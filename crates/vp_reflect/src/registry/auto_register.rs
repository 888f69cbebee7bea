use crate::info::TypeInfo;

/// A statically submitted type, see [`register_type!`](crate::register_type).
pub struct TypeRegistration {
    build: fn() -> TypeInfo,
}

impl TypeRegistration {
    #[inline]
    pub const fn new(build: fn() -> TypeInfo) -> Self {
        Self { build }
    }

    #[inline]
    pub fn build(&self) -> TypeInfo {
        (self.build)()
    }
}

inventory::collect!(TypeRegistration);

pub(crate) fn registrations() -> impl Iterator<Item = &'static TypeRegistration> {
    inventory::iter::<TypeRegistration>.into_iter()
}

// Submitted by this crate, so it is only missing where static
// registration does not work on the target.
struct Available;

inventory::collect!(Available);
inventory::submit!(Available);

pub(crate) fn is_available() -> bool {
    inventory::iter::<Available>.into_iter().next().is_some()
}

/// Submits a type to [`TypeRegistry::auto_register`].
///
/// The argument is a `fn() -> TypeInfo`.
///
/// ```
/// use vp_reflect::info::{FieldInfo, TypeInfo};
/// use vp_reflect::registry::TypeRegistry;
/// use vp_reflect::ty::Type;
///
/// fn limits() -> TypeInfo {
///     TypeInfo::class("demo.Limits").with_field(FieldInfo::constant("MAX", Type::INT, 10))
/// }
///
/// vp_reflect::register_type!(limits);
///
/// fn main() {
///     let mut registry = TypeRegistry::new();
///     assert!(registry.auto_register());
///     assert!(registry.get_with_type_path("demo.Limits").is_some());
/// }
/// ```
///
/// [`TypeRegistry::auto_register`]: crate::registry::TypeRegistry::auto_register
#[macro_export]
macro_rules! register_type {
    ($build:expr) => {
        $crate::__macro_exports::inventory::submit! {
            $crate::registry::TypeRegistration::new($build)
        }
    };
}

=-=-=-=-=

→ **PROBLEM TO SOLVE**
Word for word, write out all the lines shown above.

→ **SOLUTION BELOW**
filename crates/vp_reflect/src/registry/auto_register.rs
repository 888f69cbebee7bea
use crate::info::TypeInfo;

/// A statically submitted type, see [`register_type!`](crate::register_type).
pub struct TypeRegistration {
    build: fn() -> TypeInfo,
}

impl TypeRegistration {
    #[inline]
    pub const fn new(build: fn() -> TypeInfo) -> Self {
        Self { build }
    }

    #[inline]
    pub fn build(&self) -> TypeInfo {
        (self.build)()
    }
}

inventory::collect!(TypeRegistration);

pub(crate) fn registrations() -> impl Iterator<Item = &'static TypeRegistration> {
    inventory::iter::<TypeRegistration>.into_iter()
}

// Submitted by this crate, so it is only missing where static
// registration does not work on the target.
struct Available;

inventory::collect!(Available);
inventory::submit!(Available);

pub(crate) fn is_available() -> bool {
    inventory::iter::<Available>.into_iter().next().is_some()
}

/// Submits a type to [`TypeRegistry::auto_register`].
///
/// The argument is a `fn() -> TypeInfo`.
///
/// ```
/// use vp_reflect::info::{FieldInfo, TypeInfo};
/// use vp_reflect::registry::TypeRegistry;
/// use vp_reflect::ty::Type;
///
/// fn limits() -> TypeInfo {
///     TypeInfo::class("demo.Limits").with_field(FieldInfo::constant("MAX", Type::INT, 10))
/// }
///
/// vp_reflect::register_type!(limits);
///
/// fn main() {
///     let mut registry = TypeRegistry::new();
///     assert!(registry.auto_register());
///     assert!(registry.get_with_type_path("demo.Limits").is_some());
/// }
/// ```
///
/// [`TypeRegistry::auto_register`]: crate::registry::TypeRegistry::auto_register
#[macro_export]
macro_rules! register_type {
    ($build:expr) => {
        $crate::__macro_exports::inventory::submit! {
            $crate::registry::TypeRegistration::new($build)
        }
    };
}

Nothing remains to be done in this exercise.